La Puglia “Felix” dell’industria è un motore potenzialmente senza limiti. I dati emersi dal primo studio, nel quale sono state analizzate ben 2mila imprese, attraverso i bilanci del 2013, fanno registrare picchi impressionanti: fatturati di 820 milioni di euro nell’agroalimentare e 44 milioni di utile netto tra le imprese meccaniche della Bat.

Ben nove attività fanno registrare utili sopra i 10 milioni, mentre a Foggia l’asticella arriva fino a 17 milioni (sotto il dato registrato a Taranto, 21 milioni). “Sono stati confrontati i bilanci dell’ultimo triennio di riferimento – spiega il giornalista Michele Montemurro, autore dell’inchiesta sull’economia pugliese scaturita nel premio ‘Industria Felix’ -, attraverso i fatturati, gli utili, il margine operativo lordo ed il numero degli addetti. È emerso uno spaccato importante, con veri e propri ‘giganti’ ai quali si affiancano aziende piccole ma fortemente specializzate. L’unico neo riguarda l’industria culturale, che non riesce a competere con gli altri settori”.

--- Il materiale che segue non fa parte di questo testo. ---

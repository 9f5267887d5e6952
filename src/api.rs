// src/api.rs
use std::sync::Arc;

use axum::{
    extract::State,
    http::StatusCode,
    response::{IntoResponse, Response},
    routing::get,
    Json, Router,
};
use tower_http::cors::CorsLayer;

use crate::analyze::DynRequester;
use crate::enrich::EnrichedItem;
use crate::error::CurateError;
use crate::pools::PoolProvider;
use crate::select::SelectedItem;

#[derive(Clone)]
pub struct AppState {
    pub pools: Arc<dyn PoolProvider>,
    pub requester: DynRequester,
}

impl AppState {
    pub fn new(pools: Arc<dyn PoolProvider>, requester: DynRequester) -> Self {
        Self { pools, requester }
    }
}

pub fn create_router(state: AppState) -> Router {
    Router::new()
        .route("/health", get(|| async { "ok" }))
        .route("/featured", get(featured))
        .route("/featured/selection", get(selection))
        .layer(CorsLayer::very_permissive())
        .with_state(state)
}

impl IntoResponse for CurateError {
    fn into_response(self) -> Response {
        let status = match self {
            CurateError::PoolUnavailable(_) => StatusCode::SERVICE_UNAVAILABLE,
        };
        let body = serde_json::json!({ "error": self.to_string() });
        (status, Json(body)).into_response()
    }
}

async fn featured(State(state): State<AppState>) -> Result<Json<Vec<EnrichedItem>>, CurateError> {
    let items = crate::curate(state.pools.as_ref(), state.requester.clone()).await?;
    Ok(Json(items))
}

async fn selection(State(state): State<AppState>) -> Result<Json<Vec<SelectedItem>>, CurateError> {
    let items = crate::curate_selection(state.pools.as_ref()).await?;
    Ok(Json(items))
}
// src/pools/types.rs
use chrono::{DateTime, Utc};
use serde::{Deserialize, Serialize};

use crate::error::CurateError;

/// Label used when a candidate carries no topics.
pub const DEFAULT_CATEGORY: &str = "General";

#[derive(Debug, Clone, Serialize, Deserialize, PartialEq, Eq)]
pub struct Topic {
    pub name: String,
}

/// One raw launch as supplied by a pool adapter. Read-only once fetched.
#[derive(Debug, Clone, Serialize, Deserialize, PartialEq, Eq)]
#[serde(rename_all = "camelCase")]
pub struct CandidateRecord {
    pub id: String,
    pub name: String,
    pub tagline: String,
    #[serde(default)]
    pub description: String,
    #[serde(rename = "upvotes")]
    pub vote_count: u32,
    #[serde(rename = "comments")]
    pub comment_count: u32,
    pub created_at: DateTime<Utc>,
    pub website: String,
    #[serde(default, skip_serializing_if = "Option::is_none")]
    pub thumbnail: Option<String>,
    #[serde(default, skip_serializing)]
    pub topics: Vec<Topic>,
}

impl CandidateRecord {
    /// First topic name, or `"General"`.
    pub fn category(&self) -> &str {
        self.topics
            .first()
            .map(|t| t.name.as_str())
            .unwrap_or(DEFAULT_CATEGORY)
    }
}

/// Time window a selected item was drawn from.
#[derive(Debug, Clone, Copy, Serialize, Deserialize, PartialEq, Eq, Hash)]
#[serde(rename_all = "camelCase")]
pub enum Period {
    RecentDay,
    PastWeek,
    PastMonth,
}

/// Fetch window of a period, in whole days before "today".
#[derive(Debug, Clone, Copy, PartialEq, Eq)]
pub struct Window {
    pub after_days: i64,
    pub before_days: i64,
    pub limit: usize,
}

impl Period {
    pub const ALL: [Period; 3] = [Period::RecentDay, Period::PastWeek, Period::PastMonth];

    pub fn window(self) -> Window {
        match self {
            Period::RecentDay => Window {
                after_days: 1,
                before_days: 0,
                limit: 1,
            },
            Period::PastWeek => Window {
                after_days: 7,
                before_days: 1,
                limit: 2,
            },
            Period::PastMonth => Window {
                after_days: 30,
                before_days: 7,
                limit: 3,
            },
        }
    }

    pub fn as_str(self) -> &'static str {
        match self {
            Period::RecentDay => "recentDay",
            Period::PastWeek => "pastWeek",
            Period::PastMonth => "pastMonth",
        }
    }
}

/// The three vote-ordered pools (descending vote count, adapter-guaranteed).
#[derive(Debug, Clone, Default, PartialEq, Eq)]
pub struct PoolSet {
    pub recent_day: Vec<CandidateRecord>,
    pub past_week: Vec<CandidateRecord>,
    pub past_month: Vec<CandidateRecord>,
}

impl PoolSet {
    pub fn total(&self) -> usize {
        self.recent_day.len() + self.past_week.len() + self.past_month.len()
    }
}

#[async_trait::async_trait]
pub trait PoolProvider: Send + Sync {
    async fn fetch_pools(&self) -> Result<PoolSet, CurateError>;
    fn name(&self) -> &'static str;
}
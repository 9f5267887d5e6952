//! Demo that runs the full pipeline over an embedded Product Hunt response and prints the
//! enriched featured list as JSON. Uses the mock requester unless `--live` is passed, in
//! which case the configured requester is built from `config/curator.toml`.

use std::sync::Arc;

use hunt_curator::analyze::{build_requester_from_config, DynRequester, MockRequester};
use hunt_curator::analyze::requester::MOCK_NARRATIVE;
use hunt_curator::config::CuratorConfig;
use hunt_curator::pools::producthunt::ProductHuntProvider;

#[tokio::main]
async fn main() -> anyhow::Result<()> {
    let _ = dotenvy::dotenv();
    tracing_subscriber::fmt().with_target(false).init();

    let live = std::env::args().any(|a| a == "--live");
    let requester: DynRequester = if live {
        build_requester_from_config(&CuratorConfig::load_default()?.ai)?
    } else {
        Arc::new(MockRequester::new(MOCK_NARRATIVE))
    };

    let pools = ProductHuntProvider::from_fixture_str(include_str!(
        "../../tests/fixtures/producthunt_response.json"
    ));

    let items = hunt_curator::curate(&pools, requester).await?;
    println!("{}", serde_json::to_string_pretty(&items)?);
    Ok(())
}
// tests/common/mod.rs
#![allow(dead_code)]

use hatua::{Control, FlowCtx, FlowError, Handler};
use once_cell::sync::Lazy;
use tracing::Level;

#[derive(Clone, Debug, Default)]
pub struct TestContext {
  pub counter: i32,
  pub message: String,
  pub steps_executed: Vec<String>,
  pub halt_at: Option<String>,
  pub skip_second: bool,
}

#[derive(Clone, Debug, Default)]
pub struct OtherContext {
  pub touched: bool,
}

#[derive(Debug, thiserror::Error, Clone, PartialEq, Eq)]
pub enum TestError {
  // FlowError is not PartialEq, so keep its Debug text for comparisons.
  #[error("flow error: {0}")]
  Flow(String),

  #[error("handler failed: {0}")]
  Handler(String),
}

impl From<FlowError> for TestError {
  fn from(err: FlowError) -> Self {
    TestError::Flow(format!("{:?}", err))
  }
}

pub fn recording_handler(step_name: &'static str, append: &'static str) -> Handler<TestContext, TestError> {
  Box::new(move |ctx: FlowCtx<TestContext>| {
    Box::pin(async move {
      let mut guard = ctx.write();
      guard.counter += 1;
      guard.message.push_str(append);
      guard.steps_executed.push(step_name.to_string());
      tracing::debug!(target: "test_handlers", step = step_name, counter = guard.counter, "executed");
      if guard.halt_at.as_deref() == Some(step_name) {
        return Ok(Control::Halt);
      }
      Ok(Control::Next)
    })
  })
}

pub fn failing_handler(step_name: &'static str, error_message: &'static str) -> Handler<TestContext, TestError> {
  Box::new(move |ctx: FlowCtx<TestContext>| {
    Box::pin(async move {
      ctx.write().steps_executed.push(step_name.to_string());
      Err(TestError::Handler(error_message.to_string()))
    })
  })
}

static TRACING_INIT: Lazy<()> = Lazy::new(|| {
  tracing_subscriber::fmt()
    .with_max_level(Level::DEBUG)
    .with_test_writer()
    .try_init()
    .ok();
});

pub fn setup_tracing() {
  Lazy::force(&TRACING_INIT);
}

Per il presidente di Confindustria Puglia, Domenico Favuzzi, è questa “la grande opportunità offerta ai giovani”. “Anche da noi esiste l’industria vera e significativa, con una manodopera locale fortemente specializzata. Certo, la Puglia è una regione dove è difficile fare le cose se viene paragonata ad alcune regioni del Nord, per questo è opportuno raccontare il meglio che esprime questa terra piena di eccellenze”. Gli ostacoli, tuttavia, sono notevoli, dalla carenza infrastrutturale alla criminalità, al punto da far etichettare come “eroiche” alcune imprese che in altri contesti potrebbero trainare interi distretti. “È assolutamente così – chiosa Favuzzi -, la politica dovrebbe sostituirsi all’eroismo delle imprese, mentre il sistema del credito dovrebbe intervenire per colmare il differenziale di 3-4 punti percentuali rispetto alle attività concorrenti del centro-nord. Forbice che si allarga ancora di più se si analizzano le condizioni in altri Paesi”.
La ricetta per l’ulteriore sviluppo passa senza dubbio dalle relazioni con le università, per far sì che il territorio non sia solo il luogo della formazione ma diventi elemento attrattivo per gli investitori. “Abbiamo premiato tutti gli imprenditori, non solo quelli iscritti a Confindustria – ha spiegato Angelo Bozzetto, presidente del comitato Grandi Industrie -, proprio per valorizzare al meglio il Made in Puglia. Sono state considerate le imprese di piccole dimensioni ma fortemente specializzate”.
Pregi e difetti dei territori sono stati tenuti in grande considerazione, come spiegato dal professor Federico Pirro, docente di Storia dell’industria all’Università di Bari e ideatore del premio: “Ci sono province in cui c’è una carenza spaventosa di infrastrutture, mentre ce ne sono altre in cui si registra un’eccesso. Gli ‘sprechi’ dovranno diventare risorsa, come nel caso del porto di Manfredonia. Mentre in altri casi, come nella zona industriale di Acquaviva delle Fonti, dove esistono realtà di eccellenza nella meccanica, nell’agroalimentare e nella chimica, ma ci sono problemi nell’espansione dell’area”. Di qui la proposta: “Perché non affidare ad un’ente, magari Puglia Sviluppo, la gestione di alcune partite fondamentali per la Puglia, come l’individuazione autonoma di imprese e partner esteri?”. Idee che saranno la base dell’incontro con i candidati governatori della Regione durante il pranzo di gala del 23 maggio al DoubleTree by Hilton – Acaya Golf Resort di Lecce. Nello stesso giorno in cui verrà resa nota la classifica delle top 20 imprese della “California del Sud”.